Not everybody loves working in an open concept office/shared workspace.

\- Back up all requests / suggestions / comments with data. Nobody likes a
'talking head.' If you can speak your bosses language (increasing value
exchange) you'll have their ear no matter if they follow your requests or not.
It is extremely important you tie every comment you make about building a
better product/company clearly ties back to what you are all there to do.

\- Keep a work journal. This helped me immensely to process all the lessons
learnt in startup land. And I cannot recommend how important it is to reflect
on your work. Even 5 minutes of writing in a doc every evening will do you
wonders at making better decisions, especially as your team starts to
inevitably grow.

Best of luck!

------
qhoang09
Lots of great answers here. I'll just add, as a founder myself, that things
will probably not be very structured at that stage.

That means you may find yourself working on very different things every day,
maybe even things outside the traditional software developer role. (For
example, you might be asked to help on customer support). Be open to wearing
multiple hats and being a team player.

Also don't expect to get too much direction. You'll need to be a self-starter
and autonomous. In fact, I encourage you to take the initiative and even lead
projects. There's no better way to hone your leaderships skills than at an
early-stage startup.

Finally, don't think of it as a regular job where you clock in at 9 and out at
5. You may not be told explicitly to put in extra hours but if others are
doing it you probably should too. You are a part-owner after all (if you're
getting equity).

That being said, don't forget to take breaks and recharge!

------
wjossey
Hi there!

I’m two years in as a cofounder. We have one full time employee beyond me and
my business partner. We raised under a million in a pre seed round.

Prepare for what will feel like whiplash when it comes to the product. At this
stage, you’re trying to find product market fit within the market you’ve
chosen. The idea the founders pitched to you and their investors is likely not
where you’ll end up, and that’s ok! Just don’t misinterpret agility for
stupidity or lack of vision. Running a business is really hard, and getting
other people to buy what you are selling will be wavy and confusing.

As an engineer, invest in things that speed up your process. If you deploy
often, make sure your deployment process is optimized. If you need hyper
reliable software, spend time investing in testability, test documentation,
etc.

Spend a lot of time mentally preparing that what you build will get thrown
away, but that’s not a bad thing.

Realize that productivity is cyclical, and you when you’re most productive,
block off your time. When you’re less productive, try to tackle low hanging
fruit or bang out small tasks that are nagging you or your customers.

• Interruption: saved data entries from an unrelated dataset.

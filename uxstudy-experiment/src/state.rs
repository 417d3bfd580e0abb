use rand::Rng;
use tracing::{debug, error, info, warn};
use uxstudy_core::{Condition, IndexField, LogRow, SelectionRecord, TrialState, UnknownCondition};
use uxstudy_timing::Timer;

use crate::adapter::ConditionAdapters;
use crate::catalogue::{InstructionCatalogue, TrialSequence};
use crate::config::StudyConfig;
use crate::error::{StudyError, StudyResult};
use crate::lockout::SelectionLockout;
use crate::ports::{AudioCue, LogSink, Presenter};

/// Shown while no condition is running.
pub const WAITING_PLACEHOLDER: &str = "Loading...";
/// Played on every accepted selection, correct or not.
pub const POSITIVE_FEEDBACK_CUE: &str = "BeepPositive";

/// The external collaborators the state machine reports to.
pub struct Collaborators<P, L, A> {
    pub presenter: P,
    pub log: L,
    pub audio: A,
}

/// Sequences instructions for one participant, scores selections and moves
/// between `Idle` (`running == false`) and a running condition.
pub struct TrialStateMachine<P, L, A, T, R>
where
    P: Presenter,
    L: LogSink,
    A: AudioCue,
    T: Timer,
    R: Rng,
{
    config: StudyConfig,
    catalogue: InstructionCatalogue,
    adapters: ConditionAdapters,
    presenter: P,
    log: L,
    audio: A,
    timer: T,
    rng: R,
    participant_number: u32,
    sequence: Option<TrialSequence>,
    state: TrialState,
    lockout: SelectionLockout,
}

impl<P, L, A, T, R> TrialStateMachine<P, L, A, T, R>
where
    P: Presenter,
    L: LogSink,
    A: AudioCue,
    T: Timer,
    R: Rng,
{
    pub fn new(
        config: StudyConfig,
        adapters: ConditionAdapters,
        collaborators: Collaborators<P, L, A>,
        timer: T,
        rng: R,
    ) -> StudyResult<Self> {
        config.validate()?;
        let catalogue = InstructionCatalogue::from_names(config.instruction_names.clone())?;
        let Collaborators {
            presenter,
            log,
            audio,
        } = collaborators;

        Ok(Self {
            config,
            catalogue,
            adapters,
            presenter,
            log,
            audio,
            timer,
            rng,
            participant_number: 0,
            sequence: None,
            state: TrialState::default(),
            lockout: SelectionLockout::new(),
        })
    }

    pub fn set_participant_number(&mut self, participant_number: u32) {
        self.participant_number = participant_number;
    }

    /// Opens the participant's log and builds the trial order shared by all conditions.
    pub fn start_experiment(&mut self) -> StudyResult<()> {
        self.open_experiment()?;
        let sequence = self
            .catalogue
            .build(self.config.instruction_multiplication_number, &mut self.rng)?;
        self.install_sequence(sequence);
        Ok(())
    }

    /// Like `start_experiment`, with a trial order generated elsewhere.
    ///
    /// Every index must name a catalogue entry and the name at each position
    /// must be that entry's name. Stream lengths are checked later, by `advance`.
    pub fn start_experiment_with_sequence(&mut self, sequence: TrialSequence) -> StudyResult<()> {
        self.catalogue.check_sequence(&sequence).inspect_err(|err| {
            error!(%err, "rejected injected trial sequence");
        })?;
        self.open_experiment()?;
        self.install_sequence(sequence);
        Ok(())
    }

    fn open_experiment(&mut self) -> StudyResult<()> {
        self.log.init(self.participant_number)?;
        self.presenter.show_instruction(WAITING_PLACEHOLDER);
        self.log.write_row(&LogRow::marker(LogRow::START_EXPERIMENT))?;
        Ok(())
    }

    fn install_sequence(&mut self, sequence: TrialSequence) {
        info!(
            participant = self.participant_number,
            trials = sequence.len(),
            "experiment started"
        );
        self.sequence = Some(sequence);
    }

    pub fn start_condition_named(&mut self, name: &str) -> StudyResult<()> {
        let condition = name.parse::<Condition>().inspect_err(|err| {
            error!(%err, "cannot start condition");
        })?;
        self.start_condition(condition)
    }

    pub fn start_condition(&mut self, condition: Condition) -> StudyResult<()> {
        let Some(sequence) = self.sequence.as_ref() else {
            return Err(StudyError::ExperimentNotStarted);
        };
        if sequence.is_empty() {
            return Err(StudyError::Configuration("trial sequence is empty".into()));
        }
        if self.state.running {
            warn!(
                from = ?self.state.current_condition,
                to = %condition,
                turn = self.state.turn_number,
                "condition started while another was still running"
            );
            self.abandon_running_condition();
        }

        let instruction = match self.prepare_condition(condition) {
            Ok(instruction) => instruction,
            Err(err) => {
                self.adapters.get_mut(condition).on_end();
                error!(%err, %condition, "condition could not start");
                return Err(err);
            }
        };
        self.state.begin(condition);

        self.presenter.set_condition_selectors_enabled(false);
        self.presenter.set_main_menu_visible(false);
        self.presenter.set_condition_menu_visible(condition, true);
        self.presenter.show_instruction(&instruction);
        self.arm_lockout()?;

        self.log.write_row(&LogRow::marker(condition.start_marker()))?;
        if let Some(sequence) = self.sequence.as_ref() {
            self.log.write_instruction_sequence(sequence)?;
        }
        info!(%condition, %instruction, "condition started");
        Ok(())
    }

    fn prepare_condition(&mut self, condition: Condition) -> StudyResult<String> {
        self.adapters
            .get_mut(condition)
            .on_start(&self.catalogue, &mut self.rng)?;
        self.instruction_for_turn(condition, 0)
    }

    /// Stops the running condition's input without writing an end marker.
    fn abandon_running_condition(&mut self) {
        self.state.freeze();
        self.lockout.cancel();
        if let Some(previous) = self.state.current_condition {
            self.adapters.get_mut(previous).on_end();
        }
    }

    /// Scores an index-based selection against the current target, logs it and
    /// moves on. Returns `None` when no condition is running.
    pub fn select_item(
        &mut self,
        item: &str,
        target_item: &str,
        index: usize,
    ) -> StudyResult<Option<SelectionRecord>> {
        let Some(condition) = self.accepting_condition() else {
            info!(item, index, "selection outside an active condition ignored");
            return Ok(None);
        };

        self.audio.play(POSITIVE_FEEDBACK_CUE);
        let target_index = self.current_target_index()?;
        let record = SelectionRecord {
            selected_item: item.to_string(),
            target_item: target_item.to_string(),
            selected_index: IndexField::At(index),
            target_index: IndexField::At(target_index),
            is_correct: index == target_index,
            condition,
        };
        self.commit(record)
    }

    /// Selects the button at `index` on the running condition's panel.
    pub fn select_button(&mut self, index: usize) -> StudyResult<Option<SelectionRecord>> {
        let Some(condition) = self.accepting_condition() else {
            info!(index, "button press outside an active condition ignored");
            return Ok(None);
        };
        let Some(panel) = self.adapters.buttons(condition) else {
            warn!(%condition, index, "condition has no buttons");
            return Ok(None);
        };
        let item = panel.label_for_button(index)?.to_string();
        let target_item = self.current_instruction()?;
        self.select_item(&item, &target_item, index)
    }

    /// Scores a spoken keyword against the current name, ignoring case.
    /// Surrounding whitespace is significant.
    pub fn select_item_voice(&mut self, item: &str) -> StudyResult<Option<SelectionRecord>> {
        let Some(condition) = self.accepting_condition() else {
            info!(item, "before providing input, please select a condition");
            return Ok(None);
        };

        self.audio.play(POSITIVE_FEEDBACK_CUE);
        let target_item = self.current_sequence()?.name_at(self.state.turn_number)?.to_string();
        let is_correct = item.to_lowercase() == target_item.to_lowercase();
        let record = SelectionRecord {
            selected_item: item.to_string(),
            target_item,
            selected_index: IndexField::NotApplicable,
            target_index: IndexField::NotApplicable,
            is_correct,
            condition,
        };
        self.commit(record)
    }

    fn accepting_condition(&self) -> Option<Condition> {
        self.state
            .current_condition
            .filter(|_| self.state.running)
    }

    fn commit(&mut self, record: SelectionRecord) -> StudyResult<Option<SelectionRecord>> {
        debug!(
            condition = %record.condition,
            item = %record.selected_item,
            target = %record.target_item,
            index = %record.selected_index,
            target_index = %record.target_index,
            is_correct = record.is_correct,
            turn = self.state.turn_number,
            "selection scored"
        );
        self.log.write_row(&LogRow::from(&record))?;
        self.advance()?;
        Ok(Some(record))
    }

    /// Moves to the next trial, or ends the condition when the sequence is exhausted.
    ///
    /// The turn counter is incremented before the stream lengths are compared,
    /// so a length mismatch leaves the counter advanced.
    pub fn advance(&mut self) -> StudyResult<()> {
        let Some(condition) = self.accepting_condition() else {
            return Err(StudyError::NotRunning);
        };
        self.state.turn_number += 1;

        let sequence = self.current_sequence()?;
        sequence.check_consistent().inspect_err(|err| {
            error!(%err, turn = self.state.turn_number, "trial sequence is inconsistent");
        })?;

        if self.state.turn_number < sequence.len() {
            let instruction = self.instruction_for_turn(condition, self.state.turn_number)?;
            self.presenter.show_instruction(&instruction);
            self.arm_lockout()?;
            debug!(turn = self.state.turn_number, %instruction, "next instruction");
            Ok(())
        } else {
            self.end_condition()
        }
    }

    pub fn end_condition(&mut self) -> StudyResult<()> {
        self.state.freeze();
        let condition = self
            .state
            .current_condition
            .ok_or_else(UnknownCondition::none)?;
        self.adapters.get_mut(condition).on_end();

        self.log.write_row(&LogRow::marker(condition.end_marker()))?;
        self.presenter.show_instruction(WAITING_PLACEHOLDER);
        self.go_back_to_main_menu();
        info!(%condition, turns = self.state.turn_number, "condition ended");
        Ok(())
    }

    fn go_back_to_main_menu(&mut self) {
        self.presenter.set_main_menu_visible(true);
        for condition in Condition::ALL {
            self.presenter.set_condition_menu_visible(condition, false);
        }
        self.presenter.set_condition_selectors_enabled(true);
    }

    /// Catalogue index of the trial at the current turn.
    pub fn current_target_index(&self) -> StudyResult<usize> {
        let sequence = self.current_sequence()?;
        if !self.state.running {
            return Err(StudyError::IndexOutOfRange {
                index: self.state.turn_number,
                len: sequence.len(),
            });
        }
        sequence.index_at(self.state.turn_number)
    }

    pub fn current_instruction(&self) -> StudyResult<String> {
        let condition = self.accepting_condition().ok_or(StudyError::NotRunning)?;
        self.instruction_for_turn(condition, self.state.turn_number)
    }

    /// Releases the selection lockout if its pause has elapsed.
    pub fn poll(&mut self) -> StudyResult<bool> {
        let now = self.timer.now();
        self.lockout
            .fire_due(now, self.state.current_condition, &mut self.adapters)
    }

    fn arm_lockout(&mut self) -> StudyResult<()> {
        let pause = self.config.inter_selection_pause()?;
        let now = self.timer.now();
        self.lockout
            .arm(now, pause, self.state.current_condition, &mut self.adapters)?;
        Ok(())
    }

    fn instruction_for_turn(&self, condition: Condition, turn: usize) -> StudyResult<String> {
        let sequence = self.current_sequence()?;
        self.adapters
            .get(condition)
            .instruction_for_trial(sequence, turn)
    }

    fn current_sequence(&self) -> StudyResult<&TrialSequence> {
        self.sequence.as_ref().ok_or(StudyError::ExperimentNotStarted)
    }

    /// A copy of the catalogue names, in catalogue order.
    pub fn instruction_names(&self) -> Vec<String> {
        self.catalogue.names().to_vec()
    }

    pub fn state(&self) -> &TrialState {
        &self.state
    }

    pub fn sequence(&self) -> Option<&TrialSequence> {
        self.sequence.as_ref()
    }

    pub fn adapters(&self) -> &ConditionAdapters {
        &self.adapters
    }

    pub fn lockout_pending(&self) -> bool {
        self.lockout.is_pending()
    }

    pub fn presenter(&self) -> &P {
        &self.presenter
    }

    pub fn log_sink(&self) -> &L {
        &self.log
    }

    pub fn audio(&self) -> &A {
        &self.audio
    }

    pub fn timer(&self) -> &T {
        &self.timer
    }
}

Get a therapist if you find yourself stressed or anxious. Talk therapy can
help you stay on track.

You’ll likely work a lot of nights and weekends, but carve out time for
yourself when you can.

Thank any significant others for giving you the space you need to be
productive.

Add a hobby that will force you not to work for an hour each day (we added an
8 week old lab puppy I’ve been training for the last year).

Get sufficient sleep every night.

Realize you’ll disagree with decisions that are made, but learn how to trust
those around you when they’ve been empowered to make a decision. It’s ok if
they’re wrong, and it’s ok if you would have been right. You’ll make mistakes
to, and that’s just part of life.

I could honestly keep going for an hour :) starting a startup is really hard!

------
gus_massa
[Just to avoid a sad thread next year:]

How are you going to split the equity? Do you have that number in written?
Vesting?

------
entelia09
Burnout is really, make sure you manage your mental and physical health.